Military history may be a subject increasingly shunned by academia, but I find it fascinating. Antiwar or not, the cultural and social aspects that war levels at society are worth studying. War is the worst human business. It’s cruel and bizarre and reveals the uncensored faces of humanity. There are plenty of anecdotes in The Day of Battle to describe humanity’s strangest phenomenon.

“Sometimes the living simply needed to be comforted. Seaman First Class Francis Carpenter, a former Broadway actor pressed into the service as a beachhead scout because he had twice vacationed in Sicily, came upon eight terrified peasants hiding in a cornfield. Carpenter, whose credits included the 1938 revival by Orson Welles of ‘The Shoemaker’s Holiday,’ handed around his pack of cigarettes, then cleared his throat and sang ‘La donna e mobile,’ a winsome aria from ‘Rigoletto,’” writes the author.

Having served in the military, this particular passage strikes a cord. At times, when sorting out personnel for different tasks, the military tries to be scientific. Carpenter became a scout because he had vacationed in Sicily before the invasion, and I have seen similar cases. When I read this part, I had to laugh, finding myself nodding as it sounded just about right.

Atkinson was a reporter for the Washington Post. I am guessing that’s where he learned his trade of providing details such as the above, anecdotes that bring this particular part of history very much alive.

There is also an account where a German pilot of a bomber targets a medical compound outside Nettuno. After being shot down, he is treated at the same hospital he tried to destroy.

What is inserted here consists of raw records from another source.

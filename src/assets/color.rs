use crate::foundation::core::Rgba8Premul;
use crate::foundation::error::{EditorError, EditorResult};

/// A parsed CSS color in straight (non-premultiplied) normalized RGBA.
#[derive(Debug, Clone, Copy, PartialEq)]
pub struct Color {
    pub r: f64,
    pub g: f64,
    pub b: f64,
    pub a: f64,
}

impl Color {
    pub fn rgba(r: f64, g: f64, b: f64, a: f64) -> Self {
        Self { r, g, b, a }
    }

    /// Parse the CSS color forms brand configurations and the inspector produce:
    /// `#rgb`, `#rgba`, `#rrggbb`, `#rrggbbaa`, `rgb()`, `rgba()` and a few keywords.
    pub fn parse(s: &str) -> EditorResult<Self> {
        let s = s.trim();
        if let Some(hex) = s.strip_prefix('#') {
            return parse_hex(hex).map_err(EditorError::validation);
        }
        let lower = s.to_ascii_lowercase();
        if let Some(args) = lower
            .strip_prefix("rgba(")
            .or_else(|| lower.strip_prefix("rgb("))
            .and_then(|rest| rest.strip_suffix(')'))
        {
            return parse_rgb_fn(args).map_err(EditorError::validation);
        }
        named(&lower).ok_or_else(|| EditorError::validation(format!("unsupported color '{s}'")))
    }

    pub fn to_rgba8_premul(self) -> Rgba8Premul {
        fn to_u8(x: f64) -> u8 {
            (x.clamp(0.0, 1.0) * 255.0).round() as u8
        }

        let a = self.a.clamp(0.0, 1.0);
        let r = (self.r.clamp(0.0, 1.0) * a).clamp(0.0, 1.0);
        let g = (self.g.clamp(0.0, 1.0) * a).clamp(0.0, 1.0);
        let b = (self.b.clamp(0.0, 1.0) * a).clamp(0.0, 1.0);

        Rgba8Premul {
            r: to_u8(r),
            g: to_u8(g),
            b: to_u8(b),
            a: to_u8(a),
        }
    }

    /// Straight-alpha RGBA8, as `vello_cpu` solid paints expect.
    pub fn to_rgba8(self) -> [u8; 4] {
        fn to_u8(x: f64) -> u8 {
            (x.clamp(0.0, 1.0) * 255.0).round() as u8
        }
        [to_u8(self.r), to_u8(self.g), to_u8(self.b), to_u8(self.a)]
    }
}

fn parse_hex(s: &str) -> Result<Color, String> {
    fn hex_byte(pair: &str) -> Result<u8, String> {
        u8::from_str_radix(pair, 16).map_err(|_| format!("invalid hex byte \"{pair}\""))
    }

    fn hex_nibble(c: &str) -> Result<u8, String> {
        let v = u8::from_str_radix(c, 16).map_err(|_| format!("invalid hex digit \"{c}\""))?;
        Ok(v * 17)
    }

    if !s.is_ascii() {
        return Err("hex color must be ASCII".to_owned());
    }

    let (r, g, b, a) = match s.len() {
        3 | 4 => {
            let r = hex_nibble(&s[0..1])?;
            let g = hex_nibble(&s[1..2])?;
            let b = hex_nibble(&s[2..3])?;
            let a = if s.len() == 4 { hex_nibble(&s[3..4])? } else { 255 };
            (r, g, b, a)
        }
        6 | 8 => {
            let r = hex_byte(&s[0..2])?;
            let g = hex_byte(&s[2..4])?;
            let b = hex_byte(&s[4..6])?;
            let a = if s.len() == 8 { hex_byte(&s[6..8])? } else { 255 };
            (r, g, b, a)
        }
        _ => {
            return Err("hex color must be #RGB, #RGBA, #RRGGBB or #RRGGBBAA".to_owned());
        }
    };

    Ok(Color::rgba(
        (r as f64) / 255.0,
        (g as f64) / 255.0,
        (b as f64) / 255.0,
        (a as f64) / 255.0,
    ))
}

fn parse_rgb_fn(args: &str) -> Result<Color, String> {
    let parts: Vec<&str> = args.split(',').map(str::trim).collect();
    if parts.len() != 3 && parts.len() != 4 {
        return Err("rgb()/rgba() takes 3 or 4 components".to_owned());
    }
    let channel = |p: &str| -> Result<f64, String> {
        let v = if let Some(pct) = p.strip_suffix('%') {
            pct.parse::<f64>().map_err(|_| format!("invalid channel \"{p}\""))? / 100.0
        } else {
            p.parse::<f64>().map_err(|_| format!("invalid channel \"{p}\""))? / 255.0
        };
        Ok(v.clamp(0.0, 1.0))
    };
    let alpha = match parts.get(3) {
        Some(p) => p
            .parse::<f64>()
            .map_err(|_| format!("invalid alpha \"{p}\""))?
            .clamp(0.0, 1.0),
        None => 1.0,
    };
    Ok(Color::rgba(
        channel(parts[0])?,
        channel(parts[1])?,
        channel(parts[2])?,
        alpha,
    ))
}

fn named(name: &str) -> Option<Color> {
    let c = match name {
        "transparent" => Color::rgba(0.0, 0.0, 0.0, 0.0),
        "black" => Color::rgba(0.0, 0.0, 0.0, 1.0),
        "white" => Color::rgba(1.0, 1.0, 1.0, 1.0),
        "red" => Color::rgba(1.0, 0.0, 0.0, 1.0),
        "green" => Color::rgba(0.0, 128.0 / 255.0, 0.0, 1.0),
        "blue" => Color::rgba(0.0, 0.0, 1.0, 1.0),
        _ => return None,
    };
    Some(c)
}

When describing how the Germans tried to annihilate a beachhead at Anzio by constant artillery bombardments, the carnage is described like this: “Much discussion was devoted to the fabled ‘million-dollar wound,’ which would excuse a soldier from further combat.

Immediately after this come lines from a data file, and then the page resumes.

use std::sync::Arc;

use crate::foundation::error::{EditorError, EditorResult};

/// Decoded raster image in premultiplied RGBA8 form.
#[derive(Clone)]
pub struct PreparedImage {
    /// Width in pixels.
    pub width: u32,
    /// Height in pixels.
    pub height: u32,
    /// Pixel bytes in row-major premultiplied RGBA8.
    pub rgba8_premul: Arc<Vec<u8>>,
}

impl std::fmt::Debug for PreparedImage {
    fn fmt(&self, f: &mut std::fmt::Formatter<'_>) -> std::fmt::Result {
        f.debug_struct("PreparedImage")
            .field("width", &self.width)
            .field("height", &self.height)
            .field("bytes_len", &self.rgba8_premul.len())
            .finish()
    }
}

impl PreparedImage {
    /// Wrap already premultiplied pixels, checking the buffer length.
    pub fn from_premul(width: u32, height: u32, rgba8_premul: Vec<u8>) -> EditorResult<Self> {
        let expected = (width as usize)
            .saturating_mul(height as usize)
            .saturating_mul(4);
        if width == 0 || height == 0 || rgba8_premul.len() != expected {
            return Err(EditorError::decode(format!(
                "pixel buffer for {width}x{height} must be {expected} bytes, got {}",
                rgba8_premul.len()
            )));
        }
        Ok(Self {
            width,
            height,
            rgba8_premul: Arc::new(rgba8_premul),
        })
    }

    /// A single-color image, mostly useful for tests and placeholders.
    pub fn solid(width: u32, height: u32, premul: [u8; 4]) -> EditorResult<Self> {
        let mut bytes = Vec::with_capacity((width as usize) * (height as usize) * 4);
        for _ in 0..(width as usize) * (height as usize) {
            bytes.extend_from_slice(&premul);
        }
        Self::from_premul(width, height, bytes)
    }

    /// Premultiplied pixel at `(x, y)`, if in bounds.
    pub fn pixel(&self, x: u32, y: u32) -> Option<[u8; 4]> {
        if x >= self.width || y >= self.height {
            return None;
        }
        let i = ((y as usize) * (self.width as usize) + (x as usize)) * 4;
        let px = self.rgba8_premul.get(i..i + 4)?;
        Some([px[0], px[1], px[2], px[3]])
    }
}

/// Decode encoded image bytes and convert to premultiplied RGBA8.
///
/// SVG documents are rasterized at their intrinsic size; everything else goes through the
/// `image` crate's format sniffing.
pub fn decode_image(bytes: &[u8]) -> EditorResult<PreparedImage> {
    if looks_like_svg(bytes) {
        let tree = parse_svg(bytes)?;
        return rasterize_svg_intrinsic(&tree);
    }

    let dyn_img = image::load_from_memory(bytes)
        .map_err(|e| EditorError::decode(format!("decode image from memory: {e}")))?;
    let rgba = dyn_img.to_rgba8();
    let (width, height) = rgba.dimensions();

    let mut rgba8_premul = rgba.into_raw();
    premultiply_rgba8_in_place(&mut rgba8_premul);

    PreparedImage::from_premul(width, height, rgba8_premul)
}

/// Parse SVG bytes into a `usvg` tree with default options.
pub fn parse_svg(bytes: &[u8]) -> EditorResult<usvg::Tree> {
    let opts = usvg::Options::default();
    usvg::Tree::from_data(bytes, &opts)
        .map_err(|e| EditorError::decode(format!("parse svg tree: {e}")))
}

/// Rasterize a parsed SVG into a `width`×`height` premultiplied buffer.
pub fn rasterize_svg(tree: &usvg::Tree, width: u32, height: u32) -> EditorResult<PreparedImage> {
    let mut pixmap = resvg::tiny_skia::Pixmap::new(width, height)
        .ok_or_else(|| EditorError::render("failed to allocate svg pixmap"))?;

    let sx = (width as f32) / tree.size().width();
    let sy = (height as f32) / tree.size().height();
    let xform = resvg::tiny_skia::Transform::from_scale(sx, sy);

    resvg::render(tree, xform, &mut pixmap.as_mut());
    // tiny-skia pixmaps are premultiplied RGBA8 already.
    PreparedImage::from_premul(width, height, pixmap.data().to_vec())
}

fn rasterize_svg_intrinsic(tree: &usvg::Tree) -> EditorResult<PreparedImage> {
    fn to_px(v: f32) -> EditorResult<u32> {
        if !v.is_finite() || v <= 0.0 {
            return Err(EditorError::decode("svg has invalid width/height"));
        }
        Ok((v.ceil() as u32).max(1))
    }

    const MAX_DIM: u32 = 16_384;
    let size = tree.size();
    let w = to_px(size.width())?;
    let h = to_px(size.height())?;
    if w > MAX_DIM || h > MAX_DIM {
        return Err(EditorError::decode(format!(
            "svg raster size too large: {w}x{h} (max {MAX_DIM}x{MAX_DIM})"
        )));
    }
    rasterize_svg(tree, w, h)
}

fn looks_like_svg(bytes: &[u8]) -> bool {
    let head = &bytes[..bytes.len().min(512)];
    let text = match std::str::from_utf8(head) {
        Ok(text) => text,
        // The cut may land inside a multi-byte character.
        Err(e) if e.error_len().is_none() => match std::str::from_utf8(&head[..e.valid_up_to()]) {
            Ok(text) => text,
            Err(_) => return false,
        },
        Err(_) => return false,
    };
    let text = text.trim_start_matches('\u{feff}').trim_start();
    text.starts_with("<svg") || (text.starts_with("<?xml") && text.contains("<svg"))
}

pub(crate) fn premultiply_rgba8_in_place(rgba: &mut [u8]) {
    for px in rgba.chunks_exact_mut(4) {
        let a = px[3] as u16;
        if a == 0 {
            px[0] = 0;
            px[1] = 0;
            px[2] = 0;
            continue;
        }
        px[0] = ((px[0] as u16 * a + 127) / 255) as u8;
        px[1] = ((px[1] as u16 * a + 127) / 255) as u8;
        px[2] = ((px[2] as u16 * a + 127) / 255) as u8;
    }
}

pub(crate) fn unpremultiply_rgba8_in_place(rgba: &mut [u8]) {
    for px in rgba.chunks_exact_mut(4) {
        let a = px[3] as u16;
        if a == 0 || a == 255 {
            continue;
        }
        for c in &mut px[..3] {
            *c = ((*c as u16 * 255 + a / 2) / a).min(255) as u8;
        }
    }
}

#[cfg(test)]
#[path = "../../tests/unit/assets/decode.rs"]
mod tests;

“The diggers tried to stay fifty holes ahead of demand, but keeping pace could be difficult when shells disinterred the dead, who required reburying.”

This is the second installment of “The Liberation Trilogy,” and while many military historians see the battles on the Eastern and European front as the main theater where the fate of the world was decided, anyone reading this book comes away with a question mark on that particular notion, thanks to Atkinson.

The Allies suffered about 310,000 casualties in the Italy campaign alone with even greater numbers on the German side.

The Day of Battle will tell readers the why and how.